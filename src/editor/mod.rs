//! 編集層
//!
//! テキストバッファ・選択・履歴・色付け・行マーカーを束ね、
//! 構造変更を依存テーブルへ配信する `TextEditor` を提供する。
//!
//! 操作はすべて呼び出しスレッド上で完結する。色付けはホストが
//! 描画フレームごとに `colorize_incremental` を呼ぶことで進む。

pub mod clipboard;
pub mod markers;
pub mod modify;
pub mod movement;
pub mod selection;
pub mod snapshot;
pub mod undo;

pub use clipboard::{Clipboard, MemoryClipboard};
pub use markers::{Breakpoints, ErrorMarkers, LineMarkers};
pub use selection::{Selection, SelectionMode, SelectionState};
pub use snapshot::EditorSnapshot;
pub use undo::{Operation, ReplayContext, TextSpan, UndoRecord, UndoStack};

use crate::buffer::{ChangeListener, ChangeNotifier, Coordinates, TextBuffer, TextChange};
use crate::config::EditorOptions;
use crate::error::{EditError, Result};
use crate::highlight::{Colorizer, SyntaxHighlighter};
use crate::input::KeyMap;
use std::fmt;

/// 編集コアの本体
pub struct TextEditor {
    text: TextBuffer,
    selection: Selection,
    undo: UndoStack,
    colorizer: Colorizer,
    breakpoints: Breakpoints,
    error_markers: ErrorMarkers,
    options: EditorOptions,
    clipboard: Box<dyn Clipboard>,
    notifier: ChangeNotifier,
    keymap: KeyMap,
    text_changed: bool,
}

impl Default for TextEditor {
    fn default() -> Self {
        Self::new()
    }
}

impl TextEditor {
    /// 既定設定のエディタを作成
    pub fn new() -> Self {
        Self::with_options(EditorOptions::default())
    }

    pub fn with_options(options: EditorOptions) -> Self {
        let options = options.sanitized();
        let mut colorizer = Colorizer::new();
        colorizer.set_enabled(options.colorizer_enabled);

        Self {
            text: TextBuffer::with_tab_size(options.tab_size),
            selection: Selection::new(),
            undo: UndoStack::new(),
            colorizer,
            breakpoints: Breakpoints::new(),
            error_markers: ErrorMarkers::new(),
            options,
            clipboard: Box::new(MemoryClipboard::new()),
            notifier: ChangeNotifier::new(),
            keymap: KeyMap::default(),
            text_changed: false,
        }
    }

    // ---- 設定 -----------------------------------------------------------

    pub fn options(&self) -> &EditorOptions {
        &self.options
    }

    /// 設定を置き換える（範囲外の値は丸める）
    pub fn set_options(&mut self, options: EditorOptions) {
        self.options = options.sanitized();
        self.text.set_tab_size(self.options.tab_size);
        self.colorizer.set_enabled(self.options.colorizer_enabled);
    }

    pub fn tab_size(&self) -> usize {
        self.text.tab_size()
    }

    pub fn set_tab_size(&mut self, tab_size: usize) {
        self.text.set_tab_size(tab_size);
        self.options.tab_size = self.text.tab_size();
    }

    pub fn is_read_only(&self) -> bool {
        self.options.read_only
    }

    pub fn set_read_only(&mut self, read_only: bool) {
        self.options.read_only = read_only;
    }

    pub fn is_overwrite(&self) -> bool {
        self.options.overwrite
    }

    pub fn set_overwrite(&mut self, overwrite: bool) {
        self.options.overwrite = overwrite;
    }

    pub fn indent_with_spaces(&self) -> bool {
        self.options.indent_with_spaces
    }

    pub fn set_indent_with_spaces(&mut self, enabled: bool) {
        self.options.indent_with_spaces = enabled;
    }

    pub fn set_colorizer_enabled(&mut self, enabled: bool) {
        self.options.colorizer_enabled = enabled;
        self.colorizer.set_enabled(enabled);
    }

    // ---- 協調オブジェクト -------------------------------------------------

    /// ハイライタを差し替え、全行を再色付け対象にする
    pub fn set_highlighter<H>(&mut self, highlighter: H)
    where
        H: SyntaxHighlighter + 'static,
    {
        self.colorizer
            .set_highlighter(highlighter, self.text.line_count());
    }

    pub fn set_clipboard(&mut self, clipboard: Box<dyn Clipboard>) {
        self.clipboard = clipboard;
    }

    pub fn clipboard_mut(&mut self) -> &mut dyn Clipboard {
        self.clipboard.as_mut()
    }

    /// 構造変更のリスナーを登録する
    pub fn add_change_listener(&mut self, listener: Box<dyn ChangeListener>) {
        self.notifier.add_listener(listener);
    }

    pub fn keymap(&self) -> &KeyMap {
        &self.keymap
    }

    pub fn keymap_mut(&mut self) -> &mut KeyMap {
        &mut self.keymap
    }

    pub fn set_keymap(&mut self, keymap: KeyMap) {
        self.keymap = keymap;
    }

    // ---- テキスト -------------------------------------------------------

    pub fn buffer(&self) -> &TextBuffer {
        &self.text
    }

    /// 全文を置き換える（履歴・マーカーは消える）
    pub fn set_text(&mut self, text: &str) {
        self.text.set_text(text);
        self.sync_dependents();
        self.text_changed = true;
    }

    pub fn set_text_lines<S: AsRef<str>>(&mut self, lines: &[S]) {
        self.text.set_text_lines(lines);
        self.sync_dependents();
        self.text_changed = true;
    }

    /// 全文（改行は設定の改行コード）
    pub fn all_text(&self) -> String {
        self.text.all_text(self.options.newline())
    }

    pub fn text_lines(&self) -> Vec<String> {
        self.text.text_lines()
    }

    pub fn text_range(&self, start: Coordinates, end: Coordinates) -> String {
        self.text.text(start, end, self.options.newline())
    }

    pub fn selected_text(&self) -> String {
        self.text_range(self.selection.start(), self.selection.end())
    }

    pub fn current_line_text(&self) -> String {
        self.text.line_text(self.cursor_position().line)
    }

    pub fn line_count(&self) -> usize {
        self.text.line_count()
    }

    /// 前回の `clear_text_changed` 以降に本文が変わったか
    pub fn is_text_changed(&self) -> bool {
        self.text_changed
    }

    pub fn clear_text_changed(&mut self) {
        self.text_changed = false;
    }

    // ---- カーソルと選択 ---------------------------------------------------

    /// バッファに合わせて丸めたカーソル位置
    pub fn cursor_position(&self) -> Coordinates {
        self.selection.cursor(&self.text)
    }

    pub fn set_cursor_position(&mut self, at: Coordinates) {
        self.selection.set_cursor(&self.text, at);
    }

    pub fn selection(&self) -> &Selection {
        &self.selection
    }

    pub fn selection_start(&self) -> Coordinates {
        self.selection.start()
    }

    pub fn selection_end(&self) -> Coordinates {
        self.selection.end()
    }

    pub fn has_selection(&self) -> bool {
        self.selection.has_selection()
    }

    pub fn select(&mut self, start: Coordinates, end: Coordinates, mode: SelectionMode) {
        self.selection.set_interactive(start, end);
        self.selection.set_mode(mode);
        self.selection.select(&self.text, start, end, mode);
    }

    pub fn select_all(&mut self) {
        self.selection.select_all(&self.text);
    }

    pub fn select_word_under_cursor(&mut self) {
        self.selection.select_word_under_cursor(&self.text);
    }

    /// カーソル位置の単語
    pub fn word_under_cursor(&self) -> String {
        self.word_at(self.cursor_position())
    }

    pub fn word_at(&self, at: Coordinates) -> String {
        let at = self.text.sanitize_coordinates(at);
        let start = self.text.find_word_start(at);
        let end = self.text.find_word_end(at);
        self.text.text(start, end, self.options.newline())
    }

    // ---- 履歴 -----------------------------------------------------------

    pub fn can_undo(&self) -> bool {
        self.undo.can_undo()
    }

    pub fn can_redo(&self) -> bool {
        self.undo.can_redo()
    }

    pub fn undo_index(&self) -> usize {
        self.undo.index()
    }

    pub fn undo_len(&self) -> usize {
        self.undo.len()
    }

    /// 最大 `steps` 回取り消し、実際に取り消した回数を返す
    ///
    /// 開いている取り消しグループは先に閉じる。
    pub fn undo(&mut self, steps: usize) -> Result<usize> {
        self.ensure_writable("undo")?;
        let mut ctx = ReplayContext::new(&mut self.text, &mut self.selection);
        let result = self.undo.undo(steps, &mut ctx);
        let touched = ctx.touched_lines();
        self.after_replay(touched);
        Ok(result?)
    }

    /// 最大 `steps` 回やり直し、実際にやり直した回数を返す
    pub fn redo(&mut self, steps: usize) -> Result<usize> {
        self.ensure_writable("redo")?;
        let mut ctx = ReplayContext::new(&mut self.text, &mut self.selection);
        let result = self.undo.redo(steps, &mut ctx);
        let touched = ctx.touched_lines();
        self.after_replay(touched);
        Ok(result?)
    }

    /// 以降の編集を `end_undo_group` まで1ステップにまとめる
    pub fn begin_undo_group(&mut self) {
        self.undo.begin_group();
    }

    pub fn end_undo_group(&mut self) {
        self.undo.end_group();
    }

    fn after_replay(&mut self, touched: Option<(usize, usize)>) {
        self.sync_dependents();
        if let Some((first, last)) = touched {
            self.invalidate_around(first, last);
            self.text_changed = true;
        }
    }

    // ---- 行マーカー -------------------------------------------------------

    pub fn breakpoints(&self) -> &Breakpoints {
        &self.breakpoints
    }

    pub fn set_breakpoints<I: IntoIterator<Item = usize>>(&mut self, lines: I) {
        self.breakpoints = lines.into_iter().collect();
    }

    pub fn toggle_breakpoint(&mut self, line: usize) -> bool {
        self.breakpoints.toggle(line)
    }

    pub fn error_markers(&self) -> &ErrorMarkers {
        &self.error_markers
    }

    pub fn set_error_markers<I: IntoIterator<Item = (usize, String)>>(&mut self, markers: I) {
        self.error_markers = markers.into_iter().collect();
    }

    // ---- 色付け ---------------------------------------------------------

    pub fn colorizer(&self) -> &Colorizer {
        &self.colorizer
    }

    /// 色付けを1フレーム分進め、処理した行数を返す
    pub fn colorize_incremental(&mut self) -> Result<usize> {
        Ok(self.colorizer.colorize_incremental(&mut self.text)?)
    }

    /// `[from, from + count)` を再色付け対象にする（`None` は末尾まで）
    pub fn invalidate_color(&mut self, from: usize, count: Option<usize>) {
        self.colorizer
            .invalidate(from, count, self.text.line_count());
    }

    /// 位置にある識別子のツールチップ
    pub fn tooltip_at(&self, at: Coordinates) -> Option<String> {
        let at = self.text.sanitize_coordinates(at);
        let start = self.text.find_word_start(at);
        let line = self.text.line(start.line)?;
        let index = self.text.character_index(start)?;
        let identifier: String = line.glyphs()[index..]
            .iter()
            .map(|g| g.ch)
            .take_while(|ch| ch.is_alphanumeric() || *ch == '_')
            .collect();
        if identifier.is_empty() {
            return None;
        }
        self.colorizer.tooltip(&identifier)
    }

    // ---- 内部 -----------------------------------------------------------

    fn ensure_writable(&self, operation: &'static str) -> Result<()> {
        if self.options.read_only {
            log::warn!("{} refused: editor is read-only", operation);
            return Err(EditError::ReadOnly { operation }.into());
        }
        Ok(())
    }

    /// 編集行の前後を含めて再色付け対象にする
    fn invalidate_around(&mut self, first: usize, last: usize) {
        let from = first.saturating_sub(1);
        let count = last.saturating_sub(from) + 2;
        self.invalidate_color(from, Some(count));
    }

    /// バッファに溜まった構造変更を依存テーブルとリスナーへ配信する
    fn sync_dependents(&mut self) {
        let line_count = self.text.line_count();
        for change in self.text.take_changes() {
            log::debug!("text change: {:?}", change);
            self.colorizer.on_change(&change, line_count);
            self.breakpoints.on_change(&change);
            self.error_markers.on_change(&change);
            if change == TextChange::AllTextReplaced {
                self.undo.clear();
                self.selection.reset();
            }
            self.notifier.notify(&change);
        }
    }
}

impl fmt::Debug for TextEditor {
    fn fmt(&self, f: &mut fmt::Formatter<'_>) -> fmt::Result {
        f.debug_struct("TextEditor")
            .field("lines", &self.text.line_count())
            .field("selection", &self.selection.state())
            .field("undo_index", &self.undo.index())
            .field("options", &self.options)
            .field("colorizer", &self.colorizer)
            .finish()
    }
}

+---+

Word for word, please print every line from the beginning of the records to the line bearing "pub fn set_options(&mut", counting both ends and stopping there.

filename src/editor/mod.rs
//! 編集層
//!
//! テキストバッファ・選択・履歴・色付け・行マーカーを束ね、
//! 構造変更を依存テーブルへ配信する `TextEditor` を提供する。
//!
//! 操作はすべて呼び出しスレッド上で完結する。色付けはホストが
//! 描画フレームごとに `colorize_incremental` を呼ぶことで進む。

pub mod clipboard;
pub mod markers;
pub mod modify;
pub mod movement;
pub mod selection;
pub mod snapshot;
pub mod undo;

pub use clipboard::{Clipboard, MemoryClipboard};
pub use markers::{Breakpoints, ErrorMarkers, LineMarkers};
pub use selection::{Selection, SelectionMode, SelectionState};
pub use snapshot::EditorSnapshot;
pub use undo::{Operation, ReplayContext, TextSpan, UndoRecord, UndoStack};

use crate::buffer::{ChangeListener, ChangeNotifier, Coordinates, TextBuffer, TextChange};
use crate::config::EditorOptions;
use crate::error::{EditError, Result};
use crate::highlight::{Colorizer, SyntaxHighlighter};
use crate::input::KeyMap;
use std::fmt;

/// 編集コアの本体
pub struct TextEditor {
    text: TextBuffer,
    selection: Selection,
    undo: UndoStack,
    colorizer: Colorizer,
    breakpoints: Breakpoints,
    error_markers: ErrorMarkers,
    options: EditorOptions,
    clipboard: Box<dyn Clipboard>,
    notifier: ChangeNotifier,
    keymap: KeyMap,
    text_changed: bool,
}

impl Default for TextEditor {
    fn default() -> Self {
        Self::new()
    }
}

impl TextEditor {
    /// 既定設定のエディタを作成
    pub fn new() -> Self {
        Self::with_options(EditorOptions::default())
    }

    pub fn with_options(options: EditorOptions) -> Self {
        let options = options.sanitized();
        let mut colorizer = Colorizer::new();
        colorizer.set_enabled(options.colorizer_enabled);

        Self {
            text: TextBuffer::with_tab_size(options.tab_size),
            selection: Selection::new(),
            undo: UndoStack::new(),
            colorizer,
            breakpoints: Breakpoints::new(),
            error_markers: ErrorMarkers::new(),
            options,
            clipboard: Box::new(MemoryClipboard::new()),
            notifier: ChangeNotifier::new(),
            keymap: KeyMap::default(),
            text_changed: false,
        }
    }

    // ---- 設定 -----------------------------------------------------------

    pub fn options(&self) -> &EditorOptions {
        &self.options
    }

    /// 設定を置き換える（範囲外の値は丸める）
    pub fn set_options(&mut self, options: EditorOptions) {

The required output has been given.